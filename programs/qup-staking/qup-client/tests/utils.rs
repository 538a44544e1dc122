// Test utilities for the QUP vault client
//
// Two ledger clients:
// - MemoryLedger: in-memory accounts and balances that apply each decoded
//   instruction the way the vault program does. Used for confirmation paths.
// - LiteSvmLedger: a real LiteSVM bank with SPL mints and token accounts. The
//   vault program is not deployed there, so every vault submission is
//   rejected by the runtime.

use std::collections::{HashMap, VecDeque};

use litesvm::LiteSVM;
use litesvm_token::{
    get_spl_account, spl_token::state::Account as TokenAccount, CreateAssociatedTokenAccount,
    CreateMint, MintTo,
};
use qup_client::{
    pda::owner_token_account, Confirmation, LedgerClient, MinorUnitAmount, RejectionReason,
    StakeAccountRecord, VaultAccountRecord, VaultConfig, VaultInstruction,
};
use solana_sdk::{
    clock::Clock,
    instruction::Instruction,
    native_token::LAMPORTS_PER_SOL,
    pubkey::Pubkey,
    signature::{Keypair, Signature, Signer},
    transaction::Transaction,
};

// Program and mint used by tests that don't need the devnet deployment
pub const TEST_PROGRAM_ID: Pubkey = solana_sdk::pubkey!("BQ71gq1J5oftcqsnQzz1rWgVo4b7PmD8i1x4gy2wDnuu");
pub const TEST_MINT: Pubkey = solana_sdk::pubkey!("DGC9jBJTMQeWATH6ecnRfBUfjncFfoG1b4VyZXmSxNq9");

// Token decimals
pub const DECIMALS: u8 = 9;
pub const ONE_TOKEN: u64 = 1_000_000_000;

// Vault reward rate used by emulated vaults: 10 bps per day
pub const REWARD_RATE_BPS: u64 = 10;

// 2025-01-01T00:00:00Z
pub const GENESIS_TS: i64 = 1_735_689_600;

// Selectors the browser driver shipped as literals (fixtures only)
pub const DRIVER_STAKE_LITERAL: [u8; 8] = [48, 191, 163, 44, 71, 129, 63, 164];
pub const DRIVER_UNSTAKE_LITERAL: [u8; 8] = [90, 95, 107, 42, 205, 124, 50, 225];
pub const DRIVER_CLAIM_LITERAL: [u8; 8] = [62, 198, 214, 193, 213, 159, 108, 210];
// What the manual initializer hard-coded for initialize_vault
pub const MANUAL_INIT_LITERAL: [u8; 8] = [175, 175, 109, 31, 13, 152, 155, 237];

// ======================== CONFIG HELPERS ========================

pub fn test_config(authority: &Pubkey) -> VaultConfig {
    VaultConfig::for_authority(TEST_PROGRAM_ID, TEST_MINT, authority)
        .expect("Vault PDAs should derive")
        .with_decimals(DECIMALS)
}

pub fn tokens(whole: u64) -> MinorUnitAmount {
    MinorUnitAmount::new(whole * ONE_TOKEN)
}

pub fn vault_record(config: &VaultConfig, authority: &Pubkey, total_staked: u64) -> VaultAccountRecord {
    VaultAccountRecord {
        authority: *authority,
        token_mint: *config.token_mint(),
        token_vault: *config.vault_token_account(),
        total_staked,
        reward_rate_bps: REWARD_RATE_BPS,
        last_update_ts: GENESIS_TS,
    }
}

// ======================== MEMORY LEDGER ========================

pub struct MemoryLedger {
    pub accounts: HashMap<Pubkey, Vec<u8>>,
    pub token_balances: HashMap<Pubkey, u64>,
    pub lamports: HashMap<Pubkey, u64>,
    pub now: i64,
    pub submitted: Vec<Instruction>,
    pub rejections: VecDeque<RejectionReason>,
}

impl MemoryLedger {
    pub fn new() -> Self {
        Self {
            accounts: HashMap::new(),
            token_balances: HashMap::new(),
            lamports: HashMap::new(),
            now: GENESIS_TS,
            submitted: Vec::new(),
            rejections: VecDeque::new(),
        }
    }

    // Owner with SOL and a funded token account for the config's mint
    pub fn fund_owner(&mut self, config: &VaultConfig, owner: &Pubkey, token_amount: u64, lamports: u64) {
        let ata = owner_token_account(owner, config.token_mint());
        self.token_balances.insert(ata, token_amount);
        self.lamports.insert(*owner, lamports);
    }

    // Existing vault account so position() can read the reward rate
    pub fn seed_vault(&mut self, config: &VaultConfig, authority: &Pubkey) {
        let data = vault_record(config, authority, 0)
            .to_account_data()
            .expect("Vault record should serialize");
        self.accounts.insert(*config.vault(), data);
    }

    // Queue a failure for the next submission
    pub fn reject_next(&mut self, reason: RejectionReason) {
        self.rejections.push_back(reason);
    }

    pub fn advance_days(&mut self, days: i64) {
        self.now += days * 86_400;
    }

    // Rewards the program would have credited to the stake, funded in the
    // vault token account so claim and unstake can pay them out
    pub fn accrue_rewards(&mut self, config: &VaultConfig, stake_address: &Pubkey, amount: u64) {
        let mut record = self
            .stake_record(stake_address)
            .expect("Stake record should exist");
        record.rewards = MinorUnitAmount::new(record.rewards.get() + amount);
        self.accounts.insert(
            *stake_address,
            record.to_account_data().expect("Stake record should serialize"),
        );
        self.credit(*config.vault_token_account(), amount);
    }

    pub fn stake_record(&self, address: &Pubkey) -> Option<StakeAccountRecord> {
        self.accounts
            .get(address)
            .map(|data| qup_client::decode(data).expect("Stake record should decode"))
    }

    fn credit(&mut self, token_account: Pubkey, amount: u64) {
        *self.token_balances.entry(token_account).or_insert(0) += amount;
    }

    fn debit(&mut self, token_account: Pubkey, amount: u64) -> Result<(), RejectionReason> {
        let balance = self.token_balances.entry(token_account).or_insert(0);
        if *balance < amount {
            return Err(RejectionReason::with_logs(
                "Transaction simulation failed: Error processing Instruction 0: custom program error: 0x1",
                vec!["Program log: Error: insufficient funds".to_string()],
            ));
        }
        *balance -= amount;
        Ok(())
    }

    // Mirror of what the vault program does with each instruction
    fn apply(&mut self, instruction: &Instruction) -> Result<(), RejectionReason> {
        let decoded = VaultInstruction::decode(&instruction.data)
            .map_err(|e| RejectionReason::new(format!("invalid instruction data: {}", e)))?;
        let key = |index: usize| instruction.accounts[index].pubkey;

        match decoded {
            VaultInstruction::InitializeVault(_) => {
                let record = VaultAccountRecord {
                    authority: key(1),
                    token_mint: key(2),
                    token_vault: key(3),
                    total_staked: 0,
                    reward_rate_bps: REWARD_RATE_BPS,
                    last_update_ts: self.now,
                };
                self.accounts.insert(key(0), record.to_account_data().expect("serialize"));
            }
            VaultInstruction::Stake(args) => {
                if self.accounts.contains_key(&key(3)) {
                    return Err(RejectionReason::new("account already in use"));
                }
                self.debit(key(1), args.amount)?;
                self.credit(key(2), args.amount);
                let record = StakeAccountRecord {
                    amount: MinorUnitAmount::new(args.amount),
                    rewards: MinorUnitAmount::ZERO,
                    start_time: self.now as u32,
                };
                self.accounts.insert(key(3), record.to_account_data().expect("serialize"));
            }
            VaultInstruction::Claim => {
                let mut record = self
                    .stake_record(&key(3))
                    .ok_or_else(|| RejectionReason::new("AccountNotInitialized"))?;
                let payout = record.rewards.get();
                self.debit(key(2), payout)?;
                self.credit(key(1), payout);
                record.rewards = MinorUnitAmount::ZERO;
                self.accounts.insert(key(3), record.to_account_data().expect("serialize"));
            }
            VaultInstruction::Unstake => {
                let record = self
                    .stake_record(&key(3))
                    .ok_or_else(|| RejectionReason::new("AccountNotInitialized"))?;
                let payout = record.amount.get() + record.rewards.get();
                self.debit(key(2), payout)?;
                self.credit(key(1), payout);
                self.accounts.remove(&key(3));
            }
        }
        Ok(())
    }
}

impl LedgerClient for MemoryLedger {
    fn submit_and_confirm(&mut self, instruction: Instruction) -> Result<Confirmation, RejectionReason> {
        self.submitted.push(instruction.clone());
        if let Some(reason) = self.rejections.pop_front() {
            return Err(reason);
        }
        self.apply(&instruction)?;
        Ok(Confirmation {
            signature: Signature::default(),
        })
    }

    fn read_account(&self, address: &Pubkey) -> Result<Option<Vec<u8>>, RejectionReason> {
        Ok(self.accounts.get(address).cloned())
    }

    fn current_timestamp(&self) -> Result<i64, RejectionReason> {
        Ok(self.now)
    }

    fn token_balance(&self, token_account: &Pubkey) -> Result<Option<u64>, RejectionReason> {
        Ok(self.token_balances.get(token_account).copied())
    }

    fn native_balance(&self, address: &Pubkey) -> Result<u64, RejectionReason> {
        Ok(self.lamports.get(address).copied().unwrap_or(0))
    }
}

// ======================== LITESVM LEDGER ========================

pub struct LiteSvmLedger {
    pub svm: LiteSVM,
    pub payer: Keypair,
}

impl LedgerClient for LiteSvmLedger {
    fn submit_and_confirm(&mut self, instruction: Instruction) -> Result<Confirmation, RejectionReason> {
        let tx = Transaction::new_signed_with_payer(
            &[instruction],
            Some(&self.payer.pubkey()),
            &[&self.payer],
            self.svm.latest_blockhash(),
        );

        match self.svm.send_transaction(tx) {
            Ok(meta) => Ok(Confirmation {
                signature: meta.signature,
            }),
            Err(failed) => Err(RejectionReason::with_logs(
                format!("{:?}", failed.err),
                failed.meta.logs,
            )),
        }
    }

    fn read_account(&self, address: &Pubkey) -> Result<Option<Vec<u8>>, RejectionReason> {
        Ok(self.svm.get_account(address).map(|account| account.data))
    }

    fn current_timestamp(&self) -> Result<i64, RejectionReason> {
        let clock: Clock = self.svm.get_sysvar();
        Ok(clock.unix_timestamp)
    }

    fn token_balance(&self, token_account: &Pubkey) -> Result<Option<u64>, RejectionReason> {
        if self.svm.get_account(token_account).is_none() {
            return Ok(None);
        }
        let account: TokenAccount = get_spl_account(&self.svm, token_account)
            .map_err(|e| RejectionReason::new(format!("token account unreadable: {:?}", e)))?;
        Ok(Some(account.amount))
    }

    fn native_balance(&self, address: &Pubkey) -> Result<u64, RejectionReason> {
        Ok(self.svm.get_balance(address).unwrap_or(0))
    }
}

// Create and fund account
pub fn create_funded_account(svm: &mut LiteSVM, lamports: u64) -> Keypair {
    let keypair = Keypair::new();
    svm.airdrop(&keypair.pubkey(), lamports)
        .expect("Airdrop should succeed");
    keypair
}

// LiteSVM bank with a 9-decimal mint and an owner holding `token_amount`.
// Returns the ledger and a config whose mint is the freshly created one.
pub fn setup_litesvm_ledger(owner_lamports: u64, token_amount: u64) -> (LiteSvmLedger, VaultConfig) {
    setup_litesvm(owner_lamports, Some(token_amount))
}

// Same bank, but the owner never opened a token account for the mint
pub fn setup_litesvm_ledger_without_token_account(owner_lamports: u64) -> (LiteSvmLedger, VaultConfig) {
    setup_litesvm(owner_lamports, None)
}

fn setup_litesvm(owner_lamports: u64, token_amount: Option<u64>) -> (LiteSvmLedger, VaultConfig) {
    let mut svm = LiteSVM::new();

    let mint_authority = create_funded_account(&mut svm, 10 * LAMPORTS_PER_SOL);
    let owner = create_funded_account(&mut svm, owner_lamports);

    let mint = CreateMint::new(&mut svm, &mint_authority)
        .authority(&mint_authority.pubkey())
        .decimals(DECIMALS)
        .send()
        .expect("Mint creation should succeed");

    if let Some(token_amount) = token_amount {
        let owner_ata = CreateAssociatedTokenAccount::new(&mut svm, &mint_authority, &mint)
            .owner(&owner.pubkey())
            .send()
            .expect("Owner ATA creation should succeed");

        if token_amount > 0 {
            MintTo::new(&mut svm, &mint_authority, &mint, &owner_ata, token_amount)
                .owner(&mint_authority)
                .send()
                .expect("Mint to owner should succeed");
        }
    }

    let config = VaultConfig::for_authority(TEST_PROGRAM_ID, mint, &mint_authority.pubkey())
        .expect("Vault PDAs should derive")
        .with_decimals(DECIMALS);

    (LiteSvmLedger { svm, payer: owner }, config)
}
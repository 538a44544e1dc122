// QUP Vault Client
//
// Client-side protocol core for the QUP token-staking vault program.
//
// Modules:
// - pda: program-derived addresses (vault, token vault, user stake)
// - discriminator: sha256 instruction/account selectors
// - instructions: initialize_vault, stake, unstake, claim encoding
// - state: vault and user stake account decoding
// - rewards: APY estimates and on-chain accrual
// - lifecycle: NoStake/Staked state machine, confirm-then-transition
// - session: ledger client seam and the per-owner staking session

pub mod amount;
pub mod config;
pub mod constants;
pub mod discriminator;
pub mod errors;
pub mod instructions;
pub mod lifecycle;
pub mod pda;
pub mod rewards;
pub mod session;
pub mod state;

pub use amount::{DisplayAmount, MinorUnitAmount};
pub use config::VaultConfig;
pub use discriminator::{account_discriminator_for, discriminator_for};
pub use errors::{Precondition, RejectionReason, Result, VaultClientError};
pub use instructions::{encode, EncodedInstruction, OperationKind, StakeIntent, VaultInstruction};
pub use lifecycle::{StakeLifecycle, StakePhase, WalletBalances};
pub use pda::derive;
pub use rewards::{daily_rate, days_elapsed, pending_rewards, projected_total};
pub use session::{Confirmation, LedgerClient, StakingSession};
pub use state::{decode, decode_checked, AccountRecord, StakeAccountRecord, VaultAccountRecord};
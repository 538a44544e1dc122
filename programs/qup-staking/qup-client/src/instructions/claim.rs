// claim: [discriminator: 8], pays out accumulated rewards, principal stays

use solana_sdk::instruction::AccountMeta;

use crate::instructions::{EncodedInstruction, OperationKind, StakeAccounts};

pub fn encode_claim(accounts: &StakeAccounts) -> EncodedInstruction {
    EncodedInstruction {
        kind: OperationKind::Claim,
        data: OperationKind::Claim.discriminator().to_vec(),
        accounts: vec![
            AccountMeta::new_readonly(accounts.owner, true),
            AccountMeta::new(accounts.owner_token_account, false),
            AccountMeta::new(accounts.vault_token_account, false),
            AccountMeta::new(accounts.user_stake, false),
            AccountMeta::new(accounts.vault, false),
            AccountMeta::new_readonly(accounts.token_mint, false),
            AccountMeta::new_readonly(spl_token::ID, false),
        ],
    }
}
********
What this task involves ->
Your answer should hold exactly the lines from the one containing "pub fn encode_claim(accounts: &StakeAccounts)" to the last line of the data, both included, and no others.

Response box ->
pub fn encode_claim(accounts: &StakeAccounts) -> EncodedInstruction {
    EncodedInstruction {
        kind: OperationKind::Claim,
        data: OperationKind::Claim.discriminator().to_vec(),
        accounts: vec![
            AccountMeta::new_readonly(accounts.owner, true),
            AccountMeta::new(accounts.owner_token_account, false),
            AccountMeta::new(accounts.vault_token_account, false),
            AccountMeta::new(accounts.user_stake, false),
            AccountMeta::new(accounts.vault, false),
            AccountMeta::new_readonly(accounts.token_mint, false),
            AccountMeta::new_readonly(spl_token::ID, false),
        ],
    }
}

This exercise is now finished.